Mag #7 7 – Septième numéro Constater
La prison, lieu d’écologie intégrale ?
Lorsqu’il a reçu commande de cet article, le père Jean-François Penhouet, aumônier à Fleury-Mérogis et aumônier national catholique des prisons, s’est retrouvé un peu décontenancé : s’il y a un lieu où les préoccupations écologiques ne sont guère un souci, c’est bien la prison ! Il nous livre pourtant son constat sur la façon dont les prisons peuvent être un lieu de déploiement des soucis portés par l’écologie intégrale.
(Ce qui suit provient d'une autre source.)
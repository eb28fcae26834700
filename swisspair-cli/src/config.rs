/// Config file loading and creation for the swisspair CLI.
///
/// Config lives at ~/.config/swisspair/config.toml.
/// All fields are optional; CLI args override config values.
use serde::Deserialize;
use std::path::{Path, PathBuf};

use crate::bail;

#[derive(Deserialize, Default, Debug, PartialEq)]
pub struct SwisspairConfig {
    pub state_file: Option<String>,
    pub max_attempts: Option<usize>,
    pub log: Option<String>,
}

const DEFAULT_CONFIG_TEMPLATE: &str = "\
# swisspair configuration
# All values here can be overridden by CLI flags.

# Tournament state (players and match results), stored as JSON
# state_file = \"~/.local/share/swisspair/tournament.json\"

# Repair swaps allowed before pairing gives up
# max_attempts = 100

# Default log filter when RUST_LOG is not set (e.g. \"info\", \"swisspair_core=debug\")
# log = \"warn\"
";

fn home_dir() -> PathBuf {
    let home = std::env::var("HOME").unwrap_or_else(|_| bail("HOME environment variable not set"));
    PathBuf::from(home)
}

/// Returns the default config path: ~/.config/swisspair/config.toml
pub fn config_path() -> PathBuf {
    home_dir().join(".config").join("swisspair").join("config.toml")
}

/// Returns the default state path: ~/.local/share/swisspair/tournament.json
pub fn default_state_path() -> PathBuf {
    home_dir()
        .join(".local")
        .join("share")
        .join("swisspair")
        .join("tournament.json")
}

/// Expand a leading `~/` against $HOME.
pub fn expand_home(raw: &str) -> PathBuf {
    match raw.strip_prefix("~/") {
        Some(rest) => home_dir().join(rest),
        None => PathBuf::from(raw),
    }
}

pub fn parse_config(content: &str) -> Result<SwisspairConfig, toml::de::Error> {
    toml::from_str(content)
}

/// Load config from a file path. Returns default (all None) if file doesn't exist.
pub fn load_config(path: &Path) -> SwisspairConfig {
    match std::fs::read_to_string(path) {
        Ok(content) => parse_config(&content)
            .unwrap_or_else(|e| bail(format!("Failed to parse config at {}: {e}", path.display()))),
        Err(e) if e.kind() == std::io::ErrorKind::NotFound => SwisspairConfig::default(),
        Err(e) => bail(format!("Failed to read config at {}: {e}", path.display())),
    }
}

/// Create the default config file. Errors if it already exists.
pub fn create_default_config(path: &Path) {
    if path.exists() {
        bail(format!("Config file already exists at {}", path.display()));
    }

    if let Some(parent) = path.parent() {
        std::fs::create_dir_all(parent)
            .unwrap_or_else(|e| bail(format!("Failed to create directory {}: {e}", parent.display())));
    }

    std::fs::write(path, DEFAULT_CONFIG_TEMPLATE)
        .unwrap_or_else(|e| bail(format!("Failed to write config to {}: {e}", path.display())));
}

#[cfg(test)]
mod tests {
    use super::*;

    #[test]
    fn test_default_template_parses_to_empty_config() {
        let cfg = parse_config(DEFAULT_CONFIG_TEMPLATE).unwrap();
        assert_eq!(cfg, SwisspairConfig::default());
    }

    #[test]
    fn test_parse_all_fields() {
        let cfg = parse_config("state_file = \"/tmp/t.json\"\nmax_attempts = 25\nlog = \"debug\"\n").unwrap();
        assert_eq!(cfg.state_file.as_deref(), Some("/tmp/t.json"));
        assert_eq!(cfg.max_attempts, Some(25));
        assert_eq!(cfg.log.as_deref(), Some("debug"));
    }

    #[test]
    fn test_wrong_value_type_rejected() {
        assert!(parse_config("max_attempts = \"lots\"").is_err());
    }

    #[test]
    fn test_create_and_load_roundtrip() {
        let dir = tempfile::tempdir().unwrap();
        let path = dir.path().join("nested").join("config.toml");
        create_default_config(&path);
        assert!(path.exists());
        assert_eq!(load_config(&path), SwisspairConfig::default());
    }

    #[test]
    fn test_missing_config_is_default() {
        let dir = tempfile::tempdir().unwrap();
        assert_eq!(load_config(&dir.path().join("absent.toml")), SwisspairConfig::default());
    }

    #[test]
    fn test_expand_home_leaves_absolute_paths() {
        assert_eq!(expand_home("/var/lib/t.json"), PathBuf::from("/var/lib/t.json"));
    }
}
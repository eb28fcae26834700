/// swisspair-core: Swiss-system round pairing.
///
/// Ranked standings + match history → next-round pairs with no rematches,
/// found by local swaps under a fixed attempt budget. No IO, no database.
/// Bring your own history lookup.
///
/// Players are identified by caller-provided `i64` IDs. The standings slice
/// must already be ranked (wins desc, opponent strength desc, id asc);
/// `compute_standings` does that for in-memory records.
///
/// # Quick start
///
/// ```rust
/// use swisspair_core::{generate_pairings, InMemoryHistory, MatchRecord, Player};
///
/// let standings = vec![
///     Player::new(1, "Ada"),
///     Player::new(2, "Bo"),
///     Player::new(3, "Cy"),
///     Player::new(4, "Di"),
/// ];
/// let history = InMemoryHistory::from_matches(&[MatchRecord::new(1, 2)]);
///
/// let pairs = generate_pairings(&standings, &history).unwrap();
///
/// for p in &pairs {
///     let (id1, name1, id2, name2) = p.as_tuple();
///     println!("{id1} {name1} vs {id2} {name2}");
/// }
/// assert_eq!(pairs[0].ids(), (1, 3));
/// ```

pub mod constants;
pub mod engine;
pub mod error;
pub mod history;
pub mod pairing;
pub mod rematch;
pub mod standings;
pub mod types;

// Re-export primary public API at crate root.
pub use constants::MAX_REPAIR_ATTEMPTS;
pub use engine::{generate_pairings, EngineConfig, PairingEngine};
pub use error::{PairingError, StandingsError};
pub use history::{InMemoryHistory, MatchHistory};
pub use pairing::assemble_pairs;
pub use rematch::{count_conflicts, find_conflict};
pub use standings::{compute_standings, ranked_players, PlayerRecord};
pub use types::{ConflictIndex, MatchRecord, Pair, PairingReport, Player, Swap};
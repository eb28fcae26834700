/// Rematch detection over a candidate standings order.
///
/// Pairs are read off the standings two at a time: `(0, 1), (2, 3), ...`.
/// This module only finds conflicts; repairing them is the engine's job.
use crate::history::MatchHistory;
use crate::types::{ConflictIndex, Player};

/// Find the first adjacent pair in `standings` whose players have already met.
///
/// Scanning stops at the first hit, so each call surfaces at most one
/// conflict. `Ok(None)` means every adjacent pair is a fresh matchup.
/// A trailing player without a partner (odd-length slice) is ignored.
pub fn find_conflict<H: MatchHistory>(
    standings: &[Player],
    history: &H,
) -> Result<Option<ConflictIndex>, H::Error> {
    for (pair_idx, pair) in standings.chunks_exact(2).enumerate() {
        if history.has_played(pair[0].id, pair[1].id)? {
            let first = pair_idx * 2;
            return Ok(Some(ConflictIndex { first, second: first + 1 }));
        }
    }
    Ok(None)
}

/// Count every adjacent rematch in `standings`.
///
/// Unlike `find_conflict` this keeps scanning past the first hit. Useful for
/// reporting how far a naive pairing is from being valid.
pub fn count_conflicts<H: MatchHistory>(standings: &[Player], history: &H) -> Result<usize, H::Error> {
    let mut count = 0;
    for pair in standings.chunks_exact(2) {
        if history.has_played(pair[0].id, pair[1].id)? {
            count += 1;
        }
    }
    Ok(count)
}

#[cfg(test)]
mod tests {
    use super::*;
    use crate::history::InMemoryHistory;
    use crate::types::MatchRecord;
    use std::cell::Cell;

    fn players(n: i64) -> Vec<Player> {
        (1..=n).map(|i| Player::new(i, format!("P{i}"))).collect()
    }

    #[test]
    fn test_no_history_no_conflict() {
        let history = InMemoryHistory::new();
        assert_eq!(find_conflict(&players(6), &history), Ok(None));
    }

    #[test]
    fn test_reports_first_conflict_only() {
        let history = InMemoryHistory::from_matches(&[
            MatchRecord::new(6, 5),
            MatchRecord::new(3, 4),
        ]);
        let conflict = find_conflict(&players(6), &history).unwrap();
        assert_eq!(conflict, Some(ConflictIndex { first: 2, second: 3 }));
        assert_eq!(count_conflicts(&players(6), &history), Ok(2));
    }

    #[test]
    fn test_ignores_non_adjacent_meetings() {
        // 2 and 3 met, but they sit in different pairs.
        let history = InMemoryHistory::from_matches(&[MatchRecord::new(2, 3)]);
        assert_eq!(find_conflict(&players(4), &history), Ok(None));
    }

    #[test]
    fn test_trailing_player_ignored() {
        let history = InMemoryHistory::from_matches(&[MatchRecord::new(4, 5)]);
        assert_eq!(find_conflict(&players(5), &history), Ok(None));
    }

    struct CountingHistory {
        calls: Cell<usize>,
        inner: InMemoryHistory,
    }

    impl MatchHistory for CountingHistory {
        type Error = std::convert::Infallible;

        fn has_played(&self, a: i64, b: i64) -> Result<bool, Self::Error> {
            self.calls.set(self.calls.get() + 1);
            self.inner.has_played(a, b)
        }
    }

    #[test]
    fn test_stops_scanning_at_first_conflict() {
        let history = CountingHistory {
            calls: Cell::new(0),
            inner: InMemoryHistory::from_matches(&[MatchRecord::new(1, 2)]),
        };
        let conflict = find_conflict(&players(8), &history).unwrap();
        assert_eq!(conflict, Some(ConflictIndex { first: 0, second: 1 }));
        assert_eq!(history.calls.get(), 1);
    }

    #[test]
    fn test_lookup_error_propagates() {
        struct Broken;
        impl MatchHistory for Broken {
            type Error = String;
            fn has_played(&self, _a: i64, _b: i64) -> Result<bool, String> {
                Err("connection refused".to_string())
            }
        }
        assert_eq!(
            find_conflict(&players(2), &Broken),
            Err("connection refused".to_string())
        );
    }
}
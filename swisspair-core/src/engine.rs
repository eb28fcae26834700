/// Pairing engine orchestrator.
///
/// Takes ranked standings and a match history, forms adjacent pairs, and
/// repairs rematches with local swaps until the pairing is clean or the
/// attempt budget runs out. Pure computation over an owned working copy;
/// the caller's standings are never mutated.
use tracing::{debug, warn};

use crate::constants::{MAX_REPAIR_ATTEMPTS, MIN_PLAYERS};
use crate::error::PairingError;
use crate::history::MatchHistory;
use crate::pairing::{assemble_pairs, repair_partner};
use crate::rematch::find_conflict;
use crate::types::{Pair, PairingReport, Player, Swap};

/// Configuration for the pairing engine.
#[derive(Debug, Clone, Copy, PartialEq, Eq)]
#[cfg_attr(feature = "serde", derive(serde::Serialize, serde::Deserialize))]
pub struct EngineConfig {
    /// Repair swaps allowed before giving up. Going past this fails the run.
    pub max_attempts: usize,
}

impl Default for EngineConfig {
    fn default() -> Self {
        EngineConfig {
            max_attempts: MAX_REPAIR_ATTEMPTS,
        }
    }
}

#[derive(Debug, Clone, Default)]
pub struct PairingEngine {
    config: EngineConfig,
}

impl PairingEngine {
    pub fn new(config: EngineConfig) -> Self {
        PairingEngine { config }
    }

    pub fn config(&self) -> &EngineConfig {
        &self.config
    }

    /// Generate next-round pairs from `standings`.
    pub fn generate_pairings<H: MatchHistory>(
        &self,
        standings: &[Player],
        history: &H,
    ) -> Result<Vec<Pair>, PairingError<H::Error>> {
        self.generate_pairings_with_report(standings, history)
            .map(|report| report.pairs)
    }

    /// Like `generate_pairings`, but also returns every swap made on the way.
    pub fn generate_pairings_with_report<H: MatchHistory>(
        &self,
        standings: &[Player],
        history: &H,
    ) -> Result<PairingReport, PairingError<H::Error>> {
        let len = standings.len();
        if len < MIN_PLAYERS || len % 2 != 0 {
            return Err(PairingError::InvalidInput { players: len });
        }

        let mut working = standings.to_vec();
        let mut swaps = Vec::new();
        let mut attempts = 0;

        while let Some(conflict) = find_conflict(&working, history).map_err(PairingError::History)? {
            let partner = repair_partner(conflict, len);
            let slot = conflict.second;
            attempts += 1;

            let rematch = (working[conflict.first].id, working[slot].id);
            debug!(
                attempt = attempts,
                rematch = ?rematch,
                slot,
                partner,
                "Repairing rematch by swap"
            );

            swaps.push(Swap {
                attempt: attempts,
                positions: (slot, partner),
                exchanged: (working[slot].id, working[partner].id),
            });
            working.swap(slot, partner);

            if attempts > self.config.max_attempts {
                warn!(
                    attempts,
                    players = len,
                    "Giving up on rematch-free pairing"
                );
                return Err(PairingError::RetryExhausted { attempts });
            }
        }

        Ok(PairingReport {
            pairs: assemble_pairs(&working),
            attempts,
            swaps,
        })
    }
}

/// Generate next-round pairs with the default repair budget.
///
/// `standings` must already be in rank order (wins desc, opponent strength
/// desc, id asc). Returns all pairs or an error; never a partial pairing.
pub fn generate_pairings<H: MatchHistory>(
    standings: &[Player],
    history: &H,
) -> Result<Vec<Pair>, PairingError<H::Error>> {
    PairingEngine::default().generate_pairings(standings, history)
}
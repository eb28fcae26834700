/// Maximum number of local repair swaps before pairing gives up.
///
/// Each swap fixes at most one rematch, and a swap can itself create a new
/// rematch further up the list, so some histories never settle. Once the
/// attempt counter goes past this value the engine reports
/// `PairingError::RetryExhausted` instead of looping forever.
///
/// This is a policy constant, not a proven bound: dense histories (late
/// rounds of a small field) can need more swaps than this, or have no
/// adjacent-repair solution at all.
pub const MAX_REPAIR_ATTEMPTS: usize = 100;

/// Minimum number of players needed to form a round.
pub const MIN_PLAYERS: usize = 2;
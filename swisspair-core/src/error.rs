/// Error types for pairing and standings computation.
use thiserror::Error;

/// Errors returned by the pairing engine.
///
/// `E` is the error type of the `MatchHistory` lookup. Lookup failures are
/// not handled here, they come back to the caller unchanged as `History`.
#[derive(Debug, Error, PartialEq, Eq)]
pub enum PairingError<E> {
    /// Standings length is odd, or there are fewer than two players.
    #[error("cannot pair {players} players: need an even number, at least 2")]
    InvalidInput { players: usize },

    /// Repair budget spent without reaching a rematch-free arrangement.
    #[error("no rematch-free pairing found after {attempts} repair attempts")]
    RetryExhausted { attempts: usize },

    /// The match-history lookup itself failed.
    #[error("match history lookup failed: {0}")]
    History(#[source] E),
}

/// Errors from computing standings out of raw player and match records.
#[derive(Debug, Error, PartialEq, Eq)]
pub enum StandingsError {
    #[error("duplicate player id: {0}")]
    DuplicatePlayer(i64),

    #[error("match references unknown player id: {0}")]
    UnknownPlayer(i64),

    #[error("player {0} cannot play against themselves")]
    SelfMatch(i64),
}
/// Output formatting: terminal table and JSON.
use serde::Serialize;
use swisspair_core::{Pair, PairingReport, PlayerRecord};

#[derive(Serialize)]
struct JsonStanding<'a> {
    rank: usize,
    id: i64,
    name: &'a str,
    wins: u32,
    matches: u32,
    opponent_strength: u32,
}

#[derive(Serialize)]
struct JsonPair<'a> {
    id1: i64,
    name1: &'a str,
    id2: i64,
    name2: &'a str,
}

#[derive(Serialize)]
struct JsonPairing<'a> {
    pairs: Vec<JsonPair<'a>>,
    repair_attempts: usize,
}

fn name_width<'a>(names: impl Iterator<Item = &'a str>, header: &str) -> usize {
    names.map(str::len).max().unwrap_or(0).max(header.len())
}

/// Render standings as a padded terminal table.
pub fn standings_table(records: &[PlayerRecord]) -> String {
    let width = name_width(records.iter().map(|r| r.player.name.as_str()), "Player");

    let mut out = String::new();
    out.push_str(&format!(" # |   ID | {:<width$} | Wins | Matches | Opp. strength\n", "Player"));
    out.push_str(&format!("---|------|-{}-|------|---------|--------------\n", "-".repeat(width)));

    for (i, r) in records.iter().enumerate() {
        out.push_str(&format!(
            "{:>2} | {:>4} | {:<width$} | {:>4} | {:>7} | {:>13}\n",
            i + 1,
            r.player.id,
            r.player.name,
            r.wins,
            r.matches,
            r.opponent_strength,
        ));
    }

    out.push_str(&format!("\n{} players\n", records.len()));
    out
}

/// Render pairings as a padded terminal table.
pub fn pairing_table(report: &PairingReport) -> String {
    let width = name_width(
        report.pairs.iter().map(|p| p.player1.name.as_str()),
        "Player 1",
    );

    let mut out = String::new();
    out.push_str(&format!(
        "Table |  ID1 | {:<width$} |  ID2 | Player 2\n",
        "Player 1"
    ));
    out.push_str(&format!(
        "------|------|-{}-|------|---------\n",
        "-".repeat(width)
    ));

    for (i, pair) in report.pairs.iter().enumerate() {
        let (id1, name1, id2, name2) = pair.as_tuple();
        out.push_str(&format!(
            "{:>5} | {:>4} | {:<width$} | {:>4} | {}\n",
            i + 1,
            id1,
            name1,
            id2,
            name2,
        ));
    }

    out.push_str(&format!("\n{} pairs", report.pairs.len()));
    if report.attempts > 0 {
        out.push_str(&format!(
            " ({} rematch repair swaps)",
            report.attempts
        ));
    }
    out.push('\n');
    out
}

pub fn standings_json(records: &[PlayerRecord]) -> serde_json::Result<String> {
    let rows: Vec<JsonStanding> = records
        .iter()
        .enumerate()
        .map(|(i, r)| JsonStanding {
            rank: i + 1,
            id: r.player.id,
            name: &r.player.name,
            wins: r.wins,
            matches: r.matches,
            opponent_strength: r.opponent_strength,
        })
        .collect();
    serde_json::to_string_pretty(&rows)
}

fn json_pair(pair: &Pair) -> JsonPair<'_> {
    let (id1, name1, id2, name2) = pair.as_tuple();
    JsonPair { id1, name1, id2, name2 }
}

pub fn pairing_json(report: &PairingReport) -> serde_json::Result<String> {
    let output = JsonPairing {
        pairs: report.pairs.iter().map(json_pair).collect(),
        repair_attempts: report.attempts,
    };
    serde_json::to_string_pretty(&output)
}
Une liste que vous pourriez allonger encore : saleté, béton, odeurs, insalubrité. Et puisque tout est lié, j’ajoute : violences, provocations, promiscuité, cris, non-droit, infantilisation, suicides, isolement, souffrances, mort…Bref, tout le contraire de ce qui fait l’épanouissement d’un homme ou d’une femme dans une société et dans un environnement agréable et respectueux de sa dignité.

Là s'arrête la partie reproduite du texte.